|Most new traders get frustrated when they attempt to analyze a chart using only one kind of indicator or trading technique. Even worse, if they try to actually make a trade using a singular technical interpretation of market action, their trading results are usually disappointing. Here's one way to combine multiple technical interpretations into a viable trading strategy that can actually make money over time.|
|FIGURE 1: GOLD, THREE MINUTES. Price momentum and price–money flow divergences are reliable early warnings of potential trend reversals — on any chart, and in any time frame. Using Fibonacci support/resistance levels and trendline breaks can also help time such divergence setups.|
|Graphic provided by: Interactive Brokers TWS 3-minute chart.|
|Figure 1 is the three-minute chart for COMEX December 2009 gold. Gold made a strong run higher right out the gate this morning (October 6, 2009), tacking on a gain of about $11 in an hour and a half of trading action. While this is great news for those following the epic breakout in progress on gold's monthly chart, it also provided a healthy technical backdrop for this amazing intraday setup that printed a few hours after the initial run higher. A savvy intraday trader would most likely stretch a Fibonacci retracement grid between the morning low (1032.50) and the early morning high (1045), looking for possible low-risk long reentry points at key Fibonacci levels. |
After placing the grid, the trader would note the approximate price levels of the 38%, 50%, 62%, and 79% Fibonacci retracement lines and then thoroughly evaluate the technical landscape on any touches of such levels on a pullback move from the morning's high. Since the intraday method that I follow relies mostly on money flow, intraday pivot points (not a major factor today, as price stayed above resistance level #2 [R2] for the entire session), momentum, moving averages, and average true range (ATR), it was little surprise to see at least several of these technical factors come into play as prices began a leisurely four-hour period of retracement and/or consolidation.
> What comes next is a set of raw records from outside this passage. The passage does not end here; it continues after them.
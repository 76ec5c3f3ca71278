// acr122u/src/device/handle.rs

use std::fmt;
use std::sync::Arc;

use log::{debug, warn};
use tokio::sync::OnceCell;

use crate::Result;
use crate::transport::{ReaderTransport, Transport};

/// Shared owner of the transport session. Clones share one close, so
/// the transport is closed at most once however many readers ask.
#[derive(Clone)]
pub struct TransportHandle {
    transport: Arc<dyn Transport>,
    closed: Arc<OnceCell<Result<()>>>,
}

impl TransportHandle {
    pub fn new(transport: Arc<dyn Transport>) -> Self {
        Self {
            transport,
            closed: Arc::new(OnceCell::new()),
        }
    }

    pub fn is_closed(&self) -> bool {
        self.closed.initialized()
    }

    /// Close the transport. Returns `false` when another call did it;
    /// that call has finished by the time this one returns.
    pub async fn close(&self) -> Result<bool> {
        let mut performed = false;
        let transport = self.transport.clone();
        self.closed
            .get_or_init(|| {
                performed = true;
                async move {
                    debug!("closing transport");
                    transport.close().await
                }
            })
            .await
            .clone()?;
        Ok(performed)
    }
}

impl fmt::Debug for TransportHandle {
    fn fmt(&self, f: &mut fmt::Formatter<'_>) -> fmt::Result {
        f.debug_struct("TransportHandle")
            .field("closed", &self.is_closed())
            .finish()
    }
}

/// Exit action of one reader: closes the reader session, then the shared
/// transport. Safe to call from handlers and error paths alike.
///
/// Clones share one reader close. Concurrent callers wait for it to finish,
/// so the transport is never closed before the reader.
#[derive(Clone)]
pub struct ExitHandle {
    reader: Arc<dyn ReaderTransport>,
    reader_closed: Arc<OnceCell<Result<()>>>,
    transport: TransportHandle,
}

impl ExitHandle {
    pub(crate) fn new(reader: Arc<dyn ReaderTransport>, transport: TransportHandle) -> Self {
        Self {
            reader,
            reader_closed: Arc::new(OnceCell::new()),
            transport,
        }
    }

    pub fn reader_name(&self) -> &str {
        self.reader.name()
    }

    /// True once the reader close has completed.
    pub fn is_closed(&self) -> bool {
        self.reader_closed.initialized()
    }

    /// Close the reader (once) and the transport (once per process).
    ///
    /// Every caller returns only after the reader close has finished. The
    /// transport is closed even when closing the reader fails; the reader
    /// error is returned first.
    pub async fn close(&self) -> Result<()> {
        let reader_result = self
            .reader_closed
            .get_or_init(|| async {
                debug!("[{}] closing reader", self.reader.name());
                let result = self.reader.close().await;
                if let Err(e) = &result {
                    warn!("[{}] failed to close reader: {}", self.reader.name(), e);
                }
                result
            })
            .await
            .clone();
        let transport_result = self.transport.close().await.map(|_| ());
        reader_result.and(transport_result)
    }
}

impl fmt::Debug for ExitHandle {
    fn fmt(&self, f: &mut fmt::Formatter<'_>) -> fmt::Result {
        f.debug_struct("ExitHandle")
            .field("reader", &self.reader_name())
            .field("closed", &self.is_closed())
            .finish()
    }
}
|Note how each key Fibonacci level that was actually touched acted as significant support as the decline played out; the 38% level (top horizontal blue line on chart) was particularly strong, holding back the decline on two (see point 1a on chart) consecutive tests. Volatility (measured by the ATR — see the yellow indicator line below the price chart) was steadily declining during those two tests (see point 2 on chart) of support, but the Chaikin money flow (CMF)(34) (blue indicator line at bottom of chart) was not supportive of a significant reversal at that time. |
Waiting a little longer, the Fibonacci 50% retracement also acted as support (see point 1b on chart) on one occasion, allowing quick scalpers to make a handle or two between 10:15 and 10:40 Pacific time (PT). This rally attempt quickly failed, however, causing a sharp drop down to another key Fibonacci support level, the venerable 62% retracement (see point 1c on chart). After hitting this level (near 1037.25) at about 11:10 PT, volatility began to drop off dramatically even as the money flow line continued to confirm that a bullish price-momentum reversal was likely in the works (see point 3 on chart).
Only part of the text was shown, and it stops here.